Joe Biden’s excellent election

By Tom Baxter

For all the ballyhoo leading up to it, the circus leaves town quickly after a presidential election. The Romney campaign staffers’ credit cards were cut off promptly after Ohio was called, and by the weekend the media had moved on to Gen. Petraeus and the fiscal cliff. But there’s one angle to this story which deserves more attention than it received in the wave of reaction to last week’s result, and one person who deserves a lot more recognition.

Joe Biden, ridiculed by the Republicans and dismissed even within his own party, owned this election. He did more to help his ticket than any vice presidential candidate in memory, and the manner in which he did it best illustrates the Democrats’ winning strategy this year.

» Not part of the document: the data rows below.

pub fn rocket() -> Rocket<Build> {
    init_logger();

    rocket::build()
        .attach(RequestLogger)
        .attach(MailDb::init())
        .attach(AdHoc::try_on_ignite("CORS", |rocket| async move {
            match cors_options().to_cors() {
                Ok(cors) => Ok(rocket.attach(cors)),
                Err(e) => {
                    log::error!("invalid CORS configuration: {}", e);
                    Err(rocket)
                }
            }
        }))
        .attach(AdHoc::try_on_ignite(
            "Run Migrations",
            |rocket| async move {
                match MailDb::fetch(&rocket) {
                    Some(db) => match store::postgres::run_migrations(db).await {
                        Ok(()) => {
                            log::info!("database migrations successful");
                            Ok(rocket)
                        }
                        Err(e) => {
                            log::error!("database migrations failed: {}", e);
                            Err(rocket)
                        }
                    },
                    None => {
                        log::error!("database pool not available for migrations");
                        Err(rocket)
                    }
                }
            },
        ))
        .attach(AdHoc::try_on_ignite(
            "Application State",
            |rocket| async move {
                let pool = match MailDb::fetch(&rocket) {
                    Some(db) => (**db).clone(),
                    None => {
                        log::error!("database pool not available for application state");
                        return Err(rocket);
                    }
                };

                let auth_state = match AuthConfig::from_env().and_then(AuthState::from_config) {
                    Ok(state) => state,
                    Err(e) => {
                        log::error!("failed to initialize authentication: {}", e);
                        return Err(rocket);
                    }
                };

                let store: Arc<dyn MailStore> = Arc::new(PgStore::new(pool));
                let dispatch_config = DispatchConfig::from_env();
                if dispatch_config.relay.is_none() {
                    log::warn!("MAIL_RELAY_URL not set; email endpoints will fail to deliver");
                }
                let dispatcher = match HttpDispatcher::new(store.clone(), dispatch_config) {
                    Ok(dispatcher) => Arc::new(dispatcher),
                    Err(e) => {
                        log::error!("failed to initialize dispatcher: {}", e);
                        return Err(rocket);
                    }
                };

                let threading = ThreadingConfig::from_env();
                log::info!(
                    "threading: subject matching {}, window {} days",
                    if threading.subject_matching { "on" } else { "off" },
                    threading.subject_window.num_days()
                );

                Ok(rocket
                    .manage(AppState::new(store, dispatcher, threading))
                    .manage(auth_state))
            },
        ))
        .register("/", error::json_catchers())
        .mount("/api/v1", api_routes())
        .mount(
            "/api/docs/swagger/",
            make_swagger_ui(&SwaggerUIConfig {
                url: "../../v1/openapi.json".to_owned(),
                ..Default::default()
            }),
        )
        .mount(
            "/api/docs/rapidoc/",
            make_rapidoc(&RapiDocConfig {
                general: GeneralConfig {
                    spec_urls: vec![UrlObject::new("Mailflow API", "../../v1/openapi.json")],
                    ..Default::default()
                },
                hide_show: HideShowConfig {
                    allow_spec_url_load: false,
                    allow_spec_file_load: false,
                    ..Default::default()
                },
                ..Default::default()
            }),
        )
}

#[cfg_attr(not(test), allow(dead_code))]
pub mod test_support {
    use std::sync::Arc;

    use parking_lot::Mutex;
    use rocket::config::LogLevel;
    use rocket::figment::Figment;
    use rocket::http::Header;
    use rocket::local::asynchronous::Client as AsyncClient;
    use rocket::local::blocking::Client;
    use rocket::{Build, Rocket, Route};
    use uuid::Uuid;

    use crate::auth::{AuthConfig, AuthState, JwtService};
    use crate::delivery::{DispatchError, DispatchSummary, Dispatcher};
    use crate::models::DeliveryAttempt;
    use crate::state::AppState;
    use crate::store::{MailStore, MemoryStore};
    use crate::threading::ThreadingConfig;

    pub use database::{TestDatabase, TestDatabaseError};

    pub const TEST_JWT_SECRET: &str = "mailflow-test-secret";

    pub fn test_auth_config() -> AuthConfig {
        AuthConfig {
            issuer: "https://mailflow.test".into(),
            audience: "mailflow-api".into(),
            access_token_ttl_secs: 900,
            jwt_secret: TEST_JWT_SECRET.into(),
            jwt_kid: None,
        }
    }

    pub fn test_auth_state() -> AuthState {
        let config = test_auth_config();
        let jwt = JwtService::from_config(&config).expect("test jwt service");
        AuthState::new(config, jwt)
    }

    /// `Authorization` header carrying a fresh token for `user_id`.
    pub fn bearer_header(user_id: i32, email: &str, token_version: i32) -> Header<'static> {
        let token = test_auth_state()
            .jwt_service
            .issue_access_token(user_id, email, token_version)
            .expect("issue test token");
        Header::new("Authorization", format!("Bearer {}", token.token))
    }

    /// Dispatcher with a canned outcome that remembers what it was asked to send.
    #[derive(Default)]
    pub struct StubDispatcher {
        failure: Option<String>,
        deliveries: Vec<DeliveryAttempt>,
        calls: Mutex<Vec<(i32, Uuid, Uuid)>>,
    }

    impl StubDispatcher {
        pub fn succeeding() -> Self {
            Self::default()
        }

        pub fn failing(reason: &str) -> Self {
            Self {
                failure: Some(reason.to_string()),
                ..Self::default()
            }
        }

        /// Deliveries reported back on success.
        pub fn with_deliveries(mut self, deliveries: Vec<DeliveryAttempt>) -> Self {
            self.deliveries = deliveries;
            self
        }

        /// `(user_id, message_id, endpoint_id)` per dispatch, in call order.
        pub fn calls(&self) -> Vec<(i32, Uuid, Uuid)> {
            self.calls.lock().clone()
        }
    }

    #[rocket::async_trait]
    impl Dispatcher for StubDispatcher {
        async fn dispatch(
            &self,
            user_id: i32,
            message_id: Uuid,
            endpoint_id: Uuid,
        ) -> Result<DispatchSummary, DispatchError> {
            self.calls.lock().push((user_id, message_id, endpoint_id));
            match &self.failure {
                Some(reason) => Err(DispatchError::Delivery {
                    endpoint_id,
                    reason: reason.clone(),
                }),
                None => Ok(DispatchSummary {
                    deliveries: self.deliveries.clone(),
                }),
            }
        }
    }

    /// Builder for constructing Rocket instances tailored for integration tests.
    pub struct TestRocketBuilder {
        figment: Figment,
        mounts: Vec<(String, Vec<Route>)>,
        store: Arc<MemoryStore>,
        dispatcher: Arc<dyn Dispatcher>,
        threading: ThreadingConfig,
    }

    impl Default for TestRocketBuilder {
        fn default() -> Self {
            Self::new()
        }
    }

    impl TestRocketBuilder {
        /// Start a builder with sensible defaults: random port, logging disabled,
        /// an empty in-memory store and a dispatcher that always succeeds.
        pub fn new() -> Self {
            let figment = rocket::Config::figment()
                .merge(("port", 0))
                .merge(("log_level", LogLevel::Off))
                .merge(("cli_colors", false));

            Self {
                figment,
                mounts: Vec::new(),
                store: Arc::new(MemoryStore::new()),
                dispatcher: Arc::new(StubDispatcher::succeeding()),
                threading: ThreadingConfig::default(),
            }
        }

        /// Mount routes under `/api/v1`.
        pub fn mount_api_routes(mut self, routes: Vec<Route>) -> Self {
            self.mounts.push(("/api/v1".to_string(), routes));
            self
        }

        pub fn with_store(mut self, store: Arc<MemoryStore>) -> Self {
            self.store = store;
            self
        }

        pub fn with_dispatcher(mut self, dispatcher: Arc<dyn Dispatcher>) -> Self {
            self.dispatcher = dispatcher;
            self
        }

        pub fn with_threading(mut self, threading: ThreadingConfig) -> Self {
            self.threading = threading;
            self
        }

        /// Finish building the Rocket instance.
        pub fn build(self) -> Rocket<Build> {
            let store: Arc<dyn MailStore> = self.store;
            let mut rocket = rocket::custom(self.figment)
                .manage(AppState::new(store, self.dispatcher, self.threading))
                .manage(test_auth_state())
                .register("/", crate::error::json_catchers());

            for (base, routes) in self.mounts {
                rocket = rocket.mount(base, routes);
            }

            rocket
        }

        /// Convenience helper to produce a blocking local client.
        pub fn blocking_client(self) -> Client {
            Client::tracked(self.build()).expect("valid Rocket instance")
        }

        /// Convenience helper to produce an asynchronous local client.
        pub async fn async_client(self) -> AsyncClient {
            AsyncClient::tracked(self.build())
                .await
                .expect("valid Rocket instance")
        }
    }

    pub mod database {
        use log::LevelFilter;
        use rocket_db_pools::sqlx::postgres::{PgConnectOptions, PgPoolOptions};
        use rocket_db_pools::sqlx::{self, ConnectOptions, PgPool};
        use testcontainers_modules::postgres::Postgres;
        use testcontainers_modules::testcontainers::{
            ContainerAsync, core::error::TestcontainersError, runners::AsyncRunner,
        };
        use thiserror::Error;
        use uuid::Uuid;

        use crate::store::postgres::MIGRATOR;

        #[derive(Debug, Error)]
        pub enum TestDatabaseError {
            #[error("TEST_DATABASE_URL not set")]
            MissingUrl,
            #[error("database error: {0}")]
            Sqlx(#[from] sqlx::Error),
            #[error("migration error: {0}")]
            Migration(#[from] sqlx::migrate::MigrateError),
            #[error("container error: {0}")]
            Container(#[from] TestcontainersError),
        }

        /// Ephemeral database for integration tests.
        ///
        /// Uses the server at `TEST_DATABASE_URL` when set. With
        /// `MAILFLOW_TEST_CONTAINERS=1` a disposable Postgres container is started
        /// instead. Otherwise construction fails with [`TestDatabaseError::MissingUrl`]
        /// and callers skip.
        pub struct TestDatabase {
            pool: Option<PgPool>,
            admin_options: PgConnectOptions,
            database_name: String,
            container: Option<ContainerAsync<Postgres>>,
        }

        impl TestDatabase {
            pub async fn new_from_env() -> Result<Self, TestDatabaseError> {
                if let Ok(url) = std::env::var("TEST_DATABASE_URL") {
                    return Self::provision(&url, None).await;
                }

                let containers_enabled = std::env::var("MAILFLOW_TEST_CONTAINERS")
                    .map(|value| matches!(value.as_str(), "1" | "true" | "yes"))
                    .unwrap_or(false);
                if !containers_enabled {
                    return Err(TestDatabaseError::MissingUrl);
                }

                let container = Postgres::default().start().await?;
                let host = container.get_host().await?.to_string();
                let port = container.get_host_port_ipv4(5432).await?;
                let url = format!("postgres://postgres:postgres@{}:{}/postgres", host, port);
                Self::provision(&url, Some(container)).await
            }

            async fn provision(
                url: &str,
                container: Option<ContainerAsync<Postgres>>,
            ) -> Result<Self, TestDatabaseError> {
                let base_options: PgConnectOptions = url.parse()?;
                let base_options = base_options.log_statements(LevelFilter::Off);
                let admin_options = base_options.clone().database("postgres");

                let admin_pool = PgPoolOptions::new()
                    .max_connections(1)
                    .connect_with(admin_options.clone())
                    .await?;

                let database_name = format!("mailflow_test_{}", Uuid::new_v4().simple());
                sqlx::query(&format!("CREATE DATABASE \"{}\"", database_name))
                    .execute(&admin_pool)
                    .await?;
                admin_pool.close().await;

                let pool = PgPoolOptions::new()
                    .max_connections(5)
                    .connect_with(base_options.database(&database_name))
                    .await?;

                MIGRATOR.run(&pool).await?;

                Ok(Self {
                    pool: Some(pool),
                    admin_options,
                    database_name,
                    container,
                })
            }

            /// Cloneable connection pool for use in tests.
            pub fn pool_clone(&self) -> PgPool {
                self.pool.clone().expect("test database pool is available")
            }

            /// Close pool connections and drop the ephemeral database.
            pub async fn close(mut self) -> Result<(), TestDatabaseError> {
                if let Some(pool) = self.pool.take() {
                    pool.close().await;
                }

                let admin_pool = PgPoolOptions::new()
                    .max_connections(1)
                    .connect_with(self.admin_options.clone())
                    .await?;
                sqlx::query(&format!(
                    "DROP DATABASE IF EXISTS \"{}\" WITH (FORCE)",
                    self.database_name
                ))
                .execute(&admin_pool)
                .await?;

                drop(self.container.take());
                Ok(())
            }
        }
    }
}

To appreciate Biden’s role, we have to remember how different the race looked the day after the First Presidential Debate. In retrospect, Barack Obama’s campaign had already done most of what it needed to win this race. It had won the air war with an early Super PAC attack in the Rust Belt, spearheaded by one of the most effective campaign ads  in television history, which Mitt Romney’s campaign had failed to answer. The Democrats had won the Battle of the Conventions, and their massive ground operation, unmatched by the Republicans, was well underway.

But as television screens multiplied with images of a halting, distracted Obama and a confident, articulate Romney, those advantages seemed to be melting away. Lulled into overconfidence by a string of Romney gaffes earlier in the campaign, Democrats were shaken by the debate, and undecideds suddenly were taking a second look at their choices. The impact was quickly registered in the polls.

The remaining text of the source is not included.